Although the design was rejected for the competition because of its format and design well beyond the brief of the competition conditions, it was used by the Department of Planning in a travelling display of information that toured the bushfire affected regions of Victoria. The design also informed much of David Holmgren’s design work including his own property Melliodora, documented in an extensive case study A3 book (and eBook).
Ten years after the fires, the Flywire House: A case study in design against bushfire was published by permaculture publisher Nascimanere as an A4 spiral bound small book. Packed with information about the principles and practice of fire resistant, landscape and house design in ways in which are energy efficient, sustainable and productive: the essence of permaculture. The case study design property had been burnt out in the catastrophic Ash Wednesday fires of 1983 in the Dandenong Ranges of Victoria. The ideas are applicable to all fire prone regions.

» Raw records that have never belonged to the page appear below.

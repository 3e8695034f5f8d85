//! Direct dependency adjacency of a resolution
//!
//! Graphs are derived on demand and never persisted. Transitive queries
//! walk the adjacency.

use kiln_package::Resolution;
use std::collections::{BTreeMap, BTreeSet};
use std::fmt::Write as _;

#[derive(Debug, Clone, Copy, PartialEq, Eq)]
pub enum Direction {
    /// Package -> packages that depend on it
    Dependents,
    /// Package -> packages it depends on
    Dependencies,
}

impl Direction {
    fn header(self) -> &'static str {
        match self {
            Direction::Dependents => "Reverse dependency graph (dependee <-- [dependers]):",
            Direction::Dependencies => "Dependency graph (depender --> [dependees]):",
        }
    }
}

/// One-hop adjacency keyed by package name
#[derive(Debug, Clone, PartialEq, Eq)]
pub struct DepGraph {
    direction: Direction,
    edges: BTreeMap<String, Vec<String>>,
}

impl DepGraph {
    /// Each resolved package mapped to its direct dependents
    pub fn forward(res: &Resolution) -> Self {
        let mut edges: BTreeMap<String, BTreeSet<String>> = res
            .packages()
            .map(|rpkg| (rpkg.name().to_string(), BTreeSet::new()))
            .collect();

        for rpkg in res.packages() {
            for dep in rpkg.deps() {
                if let Some(dependents) = edges.get_mut(dep) {
                    dependents.insert(rpkg.name().to_string());
                }
            }
        }

        Self::from_sets(Direction::Dependents, edges)
    }

    /// Each resolved package mapped to its direct dependencies
    pub fn reverse(res: &Resolution) -> Self {
        let edges = res
            .packages()
            .map(|rpkg| (rpkg.name().to_string(), rpkg.deps().clone()))
            .collect();

        Self::from_sets(Direction::Dependencies, edges)
    }

    fn from_sets(direction: Direction, edges: BTreeMap<String, BTreeSet<String>>) -> Self {
        Self {
            direction,
            edges: edges
                .into_iter()
                .map(|(name, set)| (name, set.into_iter().collect()))
                .collect(),
        }
    }

    pub fn direction(&self) -> Direction {
        self.direction
    }

    /// Direct neighbors of `name`, name sorted
    pub fn get(&self, name: &str) -> Option<&[String]> {
        self.edges.get(name).map(Vec::as_slice)
    }

    pub fn contains(&self, name: &str) -> bool {
        self.edges.contains_key(name)
    }

    /// Keys with their neighbors, in name order
    pub fn iter(&self) -> impl Iterator<Item = (&str, &[String])> {
        self.edges
            .iter()
            .map(|(name, neighbors)| (name.as_str(), neighbors.as_slice()))
    }

    pub fn len(&self) -> usize {
        self.edges.len()
    }

    pub fn is_empty(&self) -> bool {
        self.edges.is_empty()
    }

    /// Every package reachable from `name` by following edges, excluding
    /// `name` itself
    pub fn reachable(&self, name: &str) -> BTreeSet<String> {
        let mut seen = BTreeSet::new();
        let mut stack: Vec<&str> = vec![name];

        while let Some(current) = stack.pop() {
            for next in self.get(current).unwrap_or_default() {
                if next != name && seen.insert(next.clone()) {
                    stack.push(next.as_str());
                }
            }
        }

        seen
    }

    /// Restrict the graph to the named keys.
    ///
    /// Neighbor lists are kept whole. Requested names that are not keys come
    /// back in request order, without duplicates.
    pub fn filter<S: AsRef<str>>(&self, names: &[S]) -> (DepGraph, Vec<String>) {
        let mut edges = BTreeMap::new();
        let mut missing: Vec<String> = Vec::new();

        for name in names {
            let name = name.as_ref();
            match self.edges.get(name) {
                Some(neighbors) => {
                    edges.insert(name.to_string(), neighbors.clone());
                }
                None => {
                    if !missing.iter().any(|m| m == name) {
                        missing.push(name.to_string());
                    }
                }
            }
        }

        let graph = DepGraph {
            direction: self.direction,
            edges,
        };
        (graph, missing)
    }

    /// One line per package after a header naming the direction; empty
    /// graphs render as the empty string
    pub fn render(&self) -> String {
        if self.edges.is_empty() {
            return String::new();
        }

        let mut out = String::from(self.direction.header());
        for (name, neighbors) in &self.edges {
            let _ = write!(out, "\n    {} -> [{}]", name, neighbors.join(", "));
        }
        out.push('\n');
        out
    }
}

#[cfg(test)]
mod tests {
    use super::*;
    use kiln_package::{Dependency, Package, PackageStore, Resolver};
    use pretty_assertions::assert_eq;

    /// t -> app, bsp; app -> os, log; bsp -> os
    fn resolution() -> Resolution {
        let mut packages = Vec::new();
        for (name, deps) in [
            ("t", &["app", "bsp"][..]),
            ("app", &["os", "log"][..]),
            ("bsp", &["os"][..]),
            ("os", &[][..]),
            ("log", &[][..]),
        ] {
            let mut pkg = Package::new(name, format!("/proj/{}", name));
            for dep in deps {
                pkg.add_dep(Dependency::new(*dep));
            }
            packages.push(pkg);
        }
        let store = PackageStore::from_packages(packages).unwrap();
        Resolver::new(&store).resolve(store.get("t").unwrap()).unwrap()
    }

    #[test]
    fn test_reverse_lists_dependencies() {
        let graph = DepGraph::reverse(&resolution());
        assert_eq!(graph.direction(), Direction::Dependencies);
        assert_eq!(graph.get("app").unwrap(), ["log", "os"]);
        assert_eq!(graph.get("t").unwrap(), ["app", "bsp"]);
        assert!(graph.get("os").unwrap().is_empty());
        assert_eq!(graph.len(), 5);
    }

    #[test]
    fn test_forward_lists_dependents() {
        let graph = DepGraph::forward(&resolution());
        assert_eq!(graph.direction(), Direction::Dependents);
        assert_eq!(graph.get("os").unwrap(), ["app", "bsp"]);
        assert_eq!(graph.get("app").unwrap(), ["t"]);
        assert!(graph.get("t").unwrap().is_empty());
    }

    #[test]
    fn test_directions_are_inverse() {
        let res = resolution();
        let forward = DepGraph::forward(&res);
        let reverse = DepGraph::reverse(&res);

        for (name, deps) in reverse.iter() {
            for dep in deps {
                assert!(forward.get(dep).unwrap().iter().any(|d| d == name));
            }
        }
    }

    #[test]
    fn test_reachable() {
        let res = resolution();
        let deps: Vec<String> = DepGraph::reverse(&res).reachable("t").into_iter().collect();
        assert_eq!(deps, vec!["app", "bsp", "log", "os"]);

        let users: Vec<String> = DepGraph::forward(&res).reachable("os").into_iter().collect();
        assert_eq!(users, vec!["app", "bsp", "t"]);
    }

    #[test]
    fn test_filter_reports_missing_in_request_order() {
        let graph = DepGraph::reverse(&resolution());
        let (filtered, missing) = graph.filter(&["zeta", "app", "alpha", "zeta"]);

        assert_eq!(missing, vec!["zeta", "alpha"]);
        assert_eq!(filtered.len(), 1);
        assert_eq!(filtered.get("app").unwrap(), ["log", "os"]);
        assert!(!filtered.contains("zeta"));
    }

    #[test]
    fn test_render() {
        let graph = DepGraph::reverse(&resolution());
        insta::assert_snapshot!(graph.render(), @r###"
        Dependency graph (depender --> [dependees]):
            app -> [log, os]
            bsp -> [os]
            log -> []
            os -> []
            t -> [app, bsp]
        "###);
    }

    #[test]
    fn test_render_empty() {
        let (empty, _) = DepGraph::forward(&resolution()).filter::<&str>(&[]);
        assert_eq!(empty.render(), "");
    }
}
//! End-to-end target builds on projects laid out on disk

use kiln_build::{BuildError, TargetBuilder, Variant};
use kiln_config::ConfigLoader;
use kiln_package::ResolveProblem;
use pretty_assertions::assert_eq;
use std::fs;
use std::path::Path;
use tempfile::TempDir;

/// Create a project with a kiln.toml and the given files
fn create_project(files: &[(&str, &str)]) -> TempDir {
    let dir = TempDir::new().unwrap();
    fs::write(
        dir.path().join("kiln.toml"),
        "[project]\nname = \"test-firmware\"\n",
    )
    .unwrap();

    for (rel, contents) in files {
        let path = dir.path().join(rel);
        fs::create_dir_all(path.parent().unwrap()).unwrap();
        fs::write(path, contents).unwrap();
    }
    dir
}

const TARGET: &str = r#"
pkg.name = "targets/t"
pkg.type = "target"
pkg.deps = ["apps/a", "libs/b"]
pkg.cflags = ["-DTARGET"]
"#;

const APP_A: &str = r#"
pkg.name = "apps/a"
pkg.type = "app"
pkg.apis = ["log"]
pkg.init = { a_init = 10 }
pkg.cflags = ["-DA", "-Wall"]
"#;

const LIB_B: &str = r#"
pkg.name = "libs/b"
pkg.req_apis = ["log"]
pkg.init = { b_init = 20 }
pkg.cflags = ["-Wall", "-DB"]
pkg.lflags = ["-lm"]
"#;

fn log_project() -> TempDir {
    create_project(&[
        ("targets/t/pkg.toml", TARGET),
        ("apps/a/pkg.toml", APP_A),
        ("libs/b/pkg.toml", LIB_B),
        ("libs/b/src/b.c", "void b_init(void) {}\n"),
    ])
}

fn builder(root: &Path, target: &str) -> TargetBuilder {
    let config = ConfigLoader::new()
        .without_env()
        .load_from_directory(root)
        .unwrap();
    TargetBuilder::from_config(&config, target).unwrap()
}

#[test]
fn test_sysinit_scenario() {
    let project = log_project();
    let builder = builder(project.path(), "targets/t");

    let (path, changed) = builder.write_sysinit(Variant::App).unwrap();
    assert!(changed);
    assert_eq!(path, project.path().join("bin/generated/t-sysinit-app.c"));

    let text = fs::read_to_string(&path).unwrap();
    assert!(text.contains("#if !SPLIT_LOADER\n\nvoid a_init(void);\nvoid b_init(void);\n"));
    let a = text.find("    a_init();").unwrap();
    let b = text.find("    b_init();").unwrap();
    assert!(a < b);
    assert!(text.contains("    /* 10.0: apps/a */\n"));
    assert!(text.contains("    /* 20.0: libs/b */\n"));
}

#[test]
fn test_sysinit_rewrite_is_noop() {
    let project = log_project();
    let builder = builder(project.path(), "targets/t");

    let (path, first) = builder.write_sysinit(Variant::Loader).unwrap();
    let modified = fs::metadata(&path).unwrap().modified().unwrap();
    let (_, second) = builder.write_sysinit(Variant::Loader).unwrap();

    assert!(first);
    assert!(!second);
    assert_eq!(fs::metadata(&path).unwrap().modified().unwrap(), modified);
}

#[test]
fn test_outputs_are_deterministic() {
    let project = log_project();
    let first = builder(project.path(), "targets/t");
    let second = builder(project.path(), "targets/t");

    let res_one = first.resolve().unwrap();
    let res_two = second.resolve().unwrap();
    assert_eq!(
        kiln_build::generate(&res_one, Variant::App).unwrap(),
        kiln_build::generate(&res_two, Variant::App).unwrap()
    );
    assert_eq!(
        first.dep_graph::<&str>(&[]).unwrap().0.render(),
        second.dep_graph::<&str>(&[]).unwrap().0.render()
    );
    assert_eq!(first.cfg_text().unwrap(), second.cfg_text().unwrap());
}

#[test]
fn test_missing_capability_blocks_downstream_stages() {
    let project = create_project(&[
        (
            "targets/radio/pkg.toml",
            "pkg.name = \"targets/radio\"\npkg.type = \"target\"\npkg.deps = [\"libs/c\"]\n",
        ),
        (
            "libs/c/pkg.toml",
            "pkg.name = \"libs/c\"\npkg.req_apis = [\"radio\"]\npkg.init = { c_init = 1 }\n",
        ),
    ]);
    let builder = builder(project.path(), "targets/radio");

    match builder.resolve() {
        Err(BuildError::Resolve(failure)) => assert_eq!(
            failure.problems,
            vec![ResolveProblem::UnresolvedApi {
                requester: "libs/c".to_string(),
                api: "radio".to_string(),
            }]
        ),
        other => panic!("expected a resolve failure, got {:?}", other.map(|r| r.len())),
    }

    assert!(matches!(builder.cfg(), Err(BuildError::Resolve(_))));
    assert!(matches!(
        builder.write_sysinit(Variant::App),
        Err(BuildError::Resolve(_))
    ));
    assert!(!project.path().join("bin/generated").exists());
}

#[test]
fn test_dep_graph_filter_reports_missing() {
    let project = log_project();
    let builder = builder(project.path(), "targets/t");

    let (graph, missing) = builder.dep_graph(&["libs/b", "libs/nope"]).unwrap();
    assert_eq!(missing, vec!["libs/nope"]);
    assert_eq!(graph.len(), 1);
    assert_eq!(graph.get("libs/b").unwrap(), ["apps/a"]);

    let (revdeps, missing) = builder.revdep_graph(&["apps/a"]).unwrap();
    assert!(missing.is_empty());
    assert_eq!(revdeps.get("apps/a").unwrap(), ["libs/b", "targets/t"]);
}

#[test]
fn test_full_dep_graph_render() {
    let project = log_project();
    let builder = builder(project.path(), "targets/t");

    let (graph, _) = builder.dep_graph::<&str>(&[]).unwrap();
    insta::assert_snapshot!(graph.render(), @r###"
    Dependency graph (depender --> [dependees]):
        apps/a -> []
        libs/b -> [apps/a]
        targets/t -> [apps/a, libs/b]
    "###);
}

#[test]
fn test_build_flags_follow_dependency_order() {
    let project = log_project();
    let flags = builder(project.path(), "targets/t").build_flags().unwrap();

    assert_eq!(flags.cflags(), ["-DA", "-Wall", "-DB", "-DTARGET"]);
    assert_eq!(flags.lflags(), ["-lm"]);
    assert!(flags.aflags().is_empty());
}

#[test]
fn test_target_vars_select_app() {
    let project = create_project(&[
        (
            "targets/blinky/pkg.toml",
            "pkg.name = \"targets/blinky\"\npkg.type = \"target\"\n\ntarget.app = \"apps/a\"\n",
        ),
        ("apps/a/pkg.toml", APP_A),
        ("libs/b/pkg.toml", LIB_B),
    ]);
    let builder = builder(project.path(), "targets/blinky");

    let res = builder.resolve().unwrap();
    assert!(res.contains("apps/a"));
    assert!(!res.contains("libs/b"));
    assert_eq!(builder.show_text(), "targets/blinky\n    app=apps/a\n");
}

#[test]
fn test_custom_generated_dir() {
    let project = log_project();
    fs::write(
        project.path().join("kiln.toml"),
        "[project]\nname = \"fw\"\n\n[build]\ngenerated_dir = \"out/src\"\n",
    )
    .unwrap();

    let (path, _) = builder(project.path(), "targets/t")
        .write_sysinit(Variant::App)
        .unwrap();
    assert_eq!(path, project.path().join("out/src/t-sysinit-app.c"));
}

#[test]
fn test_unknown_target() {
    let project = log_project();
    let config = ConfigLoader::new()
        .without_env()
        .load_from_directory(project.path())
        .unwrap();

    assert!(matches!(
        TargetBuilder::from_config(&config, "targets/missing"),
        Err(BuildError::TargetNotFound { .. })
    ));
}

#[test]
fn test_package_hashes_track_content() {
    let project = log_project();
    let before = builder(project.path(), "targets/t").package_hashes().unwrap();

    fs::write(project.path().join("libs/b/src/b.c"), "void b_init(void) { }\n").unwrap();
    let after = builder(project.path(), "targets/t").package_hashes().unwrap();

    assert_eq!(before["apps/a"], after["apps/a"]);
    assert_ne!(before["libs/b"], after["libs/b"]);
}

fn split_project() -> TempDir {
    create_project(&[
        (
            "targets/s/pkg.toml",
            "pkg.name = \"targets/s\"\npkg.type = \"target\"\n\n\
             target.app = \"apps/a\"\ntarget.loader = \"apps/boot\"\n",
        ),
        (
            "apps/a/pkg.toml",
            "pkg.name = \"apps/a\"\npkg.type = \"app\"\npkg.init = { a_init = 10 }\n",
        ),
        (
            "apps/a/syscfg.toml",
            "[syscfg.defs.APP_X]\ndescription = \"App setting\"\nvalue = 1\n",
        ),
        (
            "apps/boot/pkg.toml",
            "pkg.name = \"apps/boot\"\npkg.type = \"app\"\npkg.init = { boot_init = 5 }\n",
        ),
        (
            "apps/boot/syscfg.toml",
            "[syscfg.defs.BOOT_Y]\ndescription = \"Loader setting\"\nvalue = 0\n",
        ),
    ])
}

#[test]
fn test_split_target_covers_both_images() {
    let project = split_project();
    let builder = builder(project.path(), "targets/s");

    let res = builder.resolve().unwrap();
    assert_eq!(res.order(), ["apps/a", "apps/boot", "targets/s"]);

    let cfg = builder.cfg().unwrap();
    assert_eq!(cfg.value("APP_X"), Some("1"));
    assert_eq!(cfg.value("BOOT_Y"), Some("0"));

    let (graph, _) = builder.dep_graph::<&str>(&[]).unwrap();
    assert_eq!(graph.get("targets/s").unwrap(), ["apps/a", "apps/boot"]);
}

#[test]
fn test_split_target_sysinit_per_image() {
    let project = split_project();
    let builder = builder(project.path(), "targets/s");

    let (loader, _) = builder.write_sysinit(Variant::Loader).unwrap();
    let loader = fs::read_to_string(loader).unwrap();
    assert!(loader.contains("    boot_init();"));
    assert!(!loader.contains("a_init"));

    let (app, _) = builder.write_sysinit(Variant::App).unwrap();
    let app = fs::read_to_string(app).unwrap();
    assert!(app.contains("    a_init();"));
    assert!(!app.contains("boot_init"));
}

#[test]
fn test_write_cfg_pins_effective_values() {
    let project = split_project();
    let before = builder(project.path(), "targets/s").cfg().unwrap().values();

    let path = builder(project.path(), "targets/s").write_cfg().unwrap();
    assert_eq!(path, project.path().join("targets/s/syscfg.toml"));

    let target = kiln_package::Package::load(project.path().join("targets/s")).unwrap();
    assert_eq!(target.syscfg_vals(), &before);

    let after = builder(project.path(), "targets/s").cfg().unwrap();
    assert_eq!(after.values(), before);
    assert!(!after.has_conflicts());
    assert_eq!(after.get("APP_X").unwrap().history().len(), 2);
}

#[test]
fn test_write_cfg_refuses_conflicts() {
    let project = create_project(&[
        (
            "targets/c/pkg.toml",
            "pkg.name = \"targets/c\"\npkg.type = \"target\"\npkg.deps = [\"apps/x\", \"apps/y\"]\n",
        ),
        ("apps/x/pkg.toml", "pkg.name = \"apps/x\"\npkg.type = \"app\"\n"),
        ("apps/x/syscfg.toml", "[syscfg.vals]\nLEVEL = \"1\"\n"),
        ("apps/y/pkg.toml", "pkg.name = \"apps/y\"\npkg.type = \"app\"\n"),
        ("apps/y/syscfg.toml", "[syscfg.vals]\nLEVEL = \"2\"\n"),
    ]);

    assert!(matches!(
        builder(project.path(), "targets/c").write_cfg(),
        Err(BuildError::CfgConflicts { .. })
    ));
    assert!(!project.path().join("targets/c/syscfg.toml").exists());
}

After many years out of print, Holmgren Design Services has now fast tracked the planned reissue of the Flywire House as an eBook. As a contribution to the rebuilding of devastated communities, we have decided to make Flywire House available as a free download.
The currently available files (high and lower resolution pdfs) are simple scans of the original book pages. We will shortly have available a reworked eBook with a new foreword, basic navigation and enlargement (when viewed in Acrobat) similar to our other commercially available eBooks to replace these basic files. That replacement file will also be available as a free download. While there has been a great deal of research and publications on this subject in the years since 1983, the Flywire House is still compatible with latest understandings and provides a unique case study approach.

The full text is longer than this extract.